The Inspiration: Barbara Mutch was motivated by her grandparents’ move from Ireland to South Africa in the early 1900s. “Their journey is the starting point for the novel,” she says. “But what happens to Ada, Cathleen and their families is a product of my imagination.” Mutch admits a particular challenge was finding Ada’s voice and writing from the point of view of
a black South African woman. “I didn’t know if I could do Ada justice. I had not lived a life such as hers or survived alienation like she had. People find it hard to look back; the past still has the ability to wound. I wanted to write a book that reflected South Africa’s brilliance and its shadows, but in a way that was sensitive. I don’t know if I’ve achieved that, but I hope so.”

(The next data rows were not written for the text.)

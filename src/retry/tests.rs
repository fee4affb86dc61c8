//! Tests for the retry module

use super::*;
use std::sync::atomic::{AtomicU32, Ordering};
use std::time::Duration;
use test_case::test_case;
use tokio::time::Instant;
use tokio_util::sync::CancellationToken;

#[derive(Debug, Clone)]
struct FakeFailure {
    status: Option<u16>,
    retry_after: Option<Duration>,
    canceled: bool,
}

impl FakeFailure {
    fn with_status(status: u16) -> Self {
        Self {
            status: Some(status),
            retry_after: None,
            canceled: false,
        }
    }

    fn throttled(retry_after: Option<Duration>) -> Self {
        Self {
            status: Some(429),
            retry_after,
            canceled: false,
        }
    }

    fn canceled() -> Self {
        Self {
            status: None,
            retry_after: None,
            canceled: true,
        }
    }
}

impl std::fmt::Display for FakeFailure {
    fn fmt(&self, f: &mut std::fmt::Formatter<'_>) -> std::fmt::Result {
        write!(f, "fake failure {:?}", self.status)
    }
}

impl RetryableFailure for FakeFailure {
    fn status(&self) -> Option<u16> {
        self.status
    }

    fn retry_after(&self) -> Option<Duration> {
        self.retry_after
    }

    fn is_canceled(&self) -> bool {
        self.canceled
    }
}

fn fast_config(max_retries: u32) -> RetryConfig {
    RetryConfig::new(
        max_retries,
        Duration::from_millis(10),
        Duration::from_millis(100),
    )
}

// ============================================================================
// Config
// ============================================================================

#[test]
fn test_retry_config_default() {
    let config = RetryConfig::default();
    assert_eq!(config.max_retries, 4);
    assert_eq!(config.base_delay, Duration::from_millis(400));
    assert_eq!(config.max_delay, Duration::from_millis(8000));
}

#[test]
fn test_retry_config_disabled() {
    assert_eq!(RetryConfig::disabled().max_retries, 0);
}

#[test]
fn test_policy_with_max_retries() {
    let policy = RetryPolicy::default().with_max_retries(1);
    assert_eq!(policy.config().max_retries, 1);
    assert_eq!(policy.config().base_delay, Duration::from_millis(400));
}

// ============================================================================
// Retry-After parsing
// ============================================================================

#[test_case("2", Some(Duration::from_secs(2)); "whole seconds")]
#[test_case(" 0 ", Some(Duration::ZERO); "zero with whitespace")]
#[test_case("1.5", Some(Duration::from_millis(1500)); "fractional")]
#[test_case("-1", None; "negative")]
#[test_case("soon", None; "not a number")]
#[test_case("Wed, 21 Oct 2015 07:28:00 GMT", None; "http date")]
#[test_case("NaN", None; "nan")]
fn test_parse_retry_after(raw: &str, expected: Option<Duration>) {
    assert_eq!(parse_retry_after(raw), expected);
}

// ============================================================================
// Delay computation
// ============================================================================

#[test_case(0, 0.0, 400; "first retry")]
#[test_case(1, 0.0, 800; "second retry")]
#[test_case(3, 0.0, 3200; "fourth retry")]
#[test_case(5, 0.0, 8000; "capped at max")]
#[test_case(40, 0.0, 8000; "huge attempt does not overflow")]
#[test_case(0, 0.5, 440; "positive jitter")]
#[test_case(0, -0.5, 360; "negative jitter")]
fn test_compute_delay_exponential(attempt: u32, jitter: f64, expected_ms: u64) {
    let delay = compute_delay(&RetryConfig::default(), attempt, None, jitter);
    assert_eq!(delay.as_millis(), u128::from(expected_ms));
}

#[test]
fn test_compute_delay_jitter_bounds() {
    let config = RetryConfig::default();
    for attempt in 0..6 {
        let base = compute_delay(&config, attempt, None, 0.0);
        let low = compute_delay(&config, attempt, None, -1.0);
        let high = compute_delay(&config, attempt, None, 0.999);
        assert!(low >= base.mul_f64(0.8).max(MIN_DELAY));
        assert!(high <= base.mul_f64(1.2));
    }
}

#[test]
fn test_compute_delay_respects_retry_after() {
    let config = RetryConfig::default();
    let hint = Some(Duration::from_secs(2));

    for jitter in [-1.0, -0.5, 0.0, 0.5, 0.999] {
        let delay = compute_delay(&config, 0, hint, jitter);
        assert!(delay >= Duration::from_millis(2000), "{delay:?}");
        assert!(delay < Duration::from_millis(2400), "{delay:?}");
    }
}

#[test]
fn test_compute_delay_retry_after_not_capped() {
    let config = RetryConfig::default();
    let delay = compute_delay(&config, 0, Some(Duration::from_secs(30)), -1.0);
    assert_eq!(delay, Duration::from_secs(30));
}

#[test]
fn test_compute_delay_floor() {
    let config = fast_config(3);
    assert_eq!(compute_delay(&config, 0, None, -1.0), MIN_DELAY);
    assert_eq!(
        compute_delay(&config, 0, Some(Duration::ZERO), 0.9),
        MIN_DELAY
    );
}

#[test]
fn test_delay_for_is_within_bounds() {
    let policy = RetryPolicy::default();
    for _ in 0..200 {
        let delay = policy.delay_for(0, Some(Duration::from_secs(2)));
        assert!(delay >= Duration::from_millis(2000));
        assert!(delay < Duration::from_millis(2400));

        let delay = policy.delay_for(2, None);
        assert!(delay >= Duration::from_millis(1280));
        assert!(delay <= Duration::from_millis(1920));
    }
}

// ============================================================================
// Retry loop
// ============================================================================

#[tokio::test(start_paused = true)]
async fn test_success_without_delay() {
    let calls = AtomicU32::new(0);
    let started = Instant::now();

    let result: Result<&str, FakeFailure> = RetryPolicy::default()
        .run(|| {
            calls.fetch_add(1, Ordering::SeqCst);
            async { Ok("done") }
        })
        .await;

    assert_eq!(result.unwrap(), "done");
    assert_eq!(calls.load(Ordering::SeqCst), 1);
    assert_eq!(started.elapsed(), Duration::ZERO);
}

#[tokio::test(start_paused = true)]
async fn test_always_throttled_is_bounded() {
    let calls = AtomicU32::new(0);

    let result: Result<(), FakeFailure> = RetryPolicy::new(fast_config(3))
        .run(|| {
            calls.fetch_add(1, Ordering::SeqCst);
            async { Err(FakeFailure::throttled(None)) }
        })
        .await;

    assert_eq!(result.unwrap_err().status, Some(429));
    assert_eq!(calls.load(Ordering::SeqCst), 4);
}

#[tokio::test(start_paused = true)]
async fn test_throttled_three_times_then_success() {
    let calls = AtomicU32::new(0);

    let result: Result<u32, FakeFailure> = RetryPolicy::new(RetryConfig::default())
        .run(|| {
            let n = calls.fetch_add(1, Ordering::SeqCst) + 1;
            async move {
                if n <= 3 {
                    Err(FakeFailure::throttled(None))
                } else {
                    Ok(n)
                }
            }
        })
        .await;

    assert_eq!(result.unwrap(), 4);
    assert_eq!(calls.load(Ordering::SeqCst), 4);
}

#[tokio::test(start_paused = true)]
async fn test_retry_after_is_waited() {
    let calls = AtomicU32::new(0);
    let started = Instant::now();

    let result: Result<(), FakeFailure> = RetryPolicy::default()
        .run(|| {
            let n = calls.fetch_add(1, Ordering::SeqCst);
            async move {
                if n == 0 {
                    Err(FakeFailure::throttled(Some(Duration::from_secs(2))))
                } else {
                    Ok(())
                }
            }
        })
        .await;

    assert!(result.is_ok());
    let waited = started.elapsed();
    assert!(waited >= Duration::from_millis(2000), "{waited:?}");
    // the paused clock advances in whole milliseconds
    assert!(waited <= Duration::from_millis(2400), "{waited:?}");
}

#[tokio::test(start_paused = true)]
async fn test_zero_retry_after_waits_minimum() {
    let calls = AtomicU32::new(0);
    let started = Instant::now();

    let _: Result<(), FakeFailure> = RetryPolicy::default()
        .run(|| {
            let n = calls.fetch_add(1, Ordering::SeqCst);
            async move {
                if n == 0 {
                    Err(FakeFailure::throttled(Some(Duration::ZERO)))
                } else {
                    Ok(())
                }
            }
        })
        .await;

    assert!(started.elapsed() >= MIN_DELAY);
}

#[tokio::test(start_paused = true)]
async fn test_canceled_is_attempted_once() {
    let calls = AtomicU32::new(0);

    let result: Result<(), FakeFailure> = RetryPolicy::new(fast_config(10))
        .run(|| {
            calls.fetch_add(1, Ordering::SeqCst);
            async { Err(FakeFailure::canceled()) }
        })
        .await;

    assert!(result.unwrap_err().canceled);
    assert_eq!(calls.load(Ordering::SeqCst), 1);
}

#[tokio::test(start_paused = true)]
async fn test_canceled_with_429_status_is_not_retried() {
    let calls = AtomicU32::new(0);

    let _: Result<(), FakeFailure> = RetryPolicy::new(fast_config(10))
        .run(|| {
            calls.fetch_add(1, Ordering::SeqCst);
            async {
                Err(FakeFailure {
                    status: Some(429),
                    retry_after: None,
                    canceled: true,
                })
            }
        })
        .await;

    assert_eq!(calls.load(Ordering::SeqCst), 1);
}

#[tokio::test(start_paused = true)]
async fn test_cancel_interrupts_backoff() {
    let calls = AtomicU32::new(0);
    let cancel = CancellationToken::new();
    let started = Instant::now();

    let trigger = cancel.clone();
    tokio::spawn(async move {
        tokio::time::sleep(Duration::from_millis(100)).await;
        trigger.cancel();
    });

    let result: Result<(), FakeFailure> = RetryPolicy::default()
        .run_with_cancel(Some(&cancel), || {
            let n = calls.fetch_add(1, Ordering::SeqCst);
            let canceled = cancel.is_cancelled();
            async move {
                if n > 0 && canceled {
                    Err(FakeFailure::canceled())
                } else {
                    Err(FakeFailure::throttled(Some(Duration::from_secs(60))))
                }
            }
        })
        .await;

    assert!(result.unwrap_err().canceled);
    assert_eq!(calls.load(Ordering::SeqCst), 2);
    assert!(started.elapsed() < Duration::from_secs(1), "{:?}", started.elapsed());
}

#[tokio::test(start_paused = true)]
async fn test_uncanceled_token_waits_full_backoff() {
    let calls = AtomicU32::new(0);
    let cancel = CancellationToken::new();
    let started = Instant::now();

    let result: Result<(), FakeFailure> = RetryPolicy::default()
        .run_with_cancel(Some(&cancel), || {
            let n = calls.fetch_add(1, Ordering::SeqCst);
            async move {
                if n == 0 {
                    Err(FakeFailure::throttled(Some(Duration::from_secs(2))))
                } else {
                    Ok(())
                }
            }
        })
        .await;

    assert!(result.is_ok());
    assert!(started.elapsed() >= Duration::from_secs(2));
}

#[tokio::test(start_paused = true)]
async fn test_unbounded_max_retries_does_not_overflow() {
    let calls = AtomicU32::new(0);

    let result: Result<u32, FakeFailure> = RetryPolicy::new(fast_config(u32::MAX))
        .run(|| {
            let n = calls.fetch_add(1, Ordering::SeqCst);
            async move {
                if n == 0 {
                    Err(FakeFailure::throttled(None))
                } else {
                    Ok(n)
                }
            }
        })
        .await;

    assert_eq!(result.unwrap(), 1);
}

#[test_case(400; "bad request")]
#[test_case(401; "unauthorized")]
#[test_case(500; "server error")]
#[test_case(503; "unavailable")]
#[tokio::test(start_paused = true)]
async fn test_other_statuses_not_retried(status: u16) {
    let calls = AtomicU32::new(0);

    let result: Result<(), FakeFailure> = RetryPolicy::new(fast_config(5))
        .run(|| {
            calls.fetch_add(1, Ordering::SeqCst);
            async move { Err(FakeFailure::with_status(status)) }
        })
        .await;

    assert_eq!(result.unwrap_err().status, Some(status));
    assert_eq!(calls.load(Ordering::SeqCst), 1);
}

#[tokio::test(start_paused = true)]
async fn test_retry_on_rate_limit_helper() {
    let calls = AtomicU32::new(0);

    let result: Result<(), FakeFailure> = retry_on_rate_limit(fast_config(2), || {
        calls.fetch_add(1, Ordering::SeqCst);
        async { Err(FakeFailure::throttled(None)) }
    })
    .await;

    assert!(result.is_err());
    assert_eq!(calls.load(Ordering::SeqCst), 3);
}

#[tokio::test(start_paused = true)]
async fn test_each_run_starts_fresh() {
    let policy = RetryPolicy::new(fast_config(1));

    for _ in 0..2 {
        let calls = AtomicU32::new(0);
        let _: Result<(), FakeFailure> = policy
            .run(|| {
                calls.fetch_add(1, Ordering::SeqCst);
                async { Err(FakeFailure::throttled(None)) }
            })
            .await;
        assert_eq!(calls.load(Ordering::SeqCst), 2);
    }
}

Why we loved it: Ada is a compelling character to follow as she grows from young girl to older woman against the backdrop of a changing political scene. Her sheltered upbringing means she has a naïveté that endears her to us “but also makes us fear for her when she challenges the status quo,” as Mutch says. Cathleen’s yearning for a close connection, something she doesn’t form with her own wayward daughter, leads her to miscalculate the consequences of her relationship with Ada. “We have allowed the creation of a divided country,” Cathleen says. “And [our] lies along its fault lines.”

Talking points: Apartheid, race, friendship, family, politics, history. 

The Housemaid’s Daughter, Barbara Mutch, $16.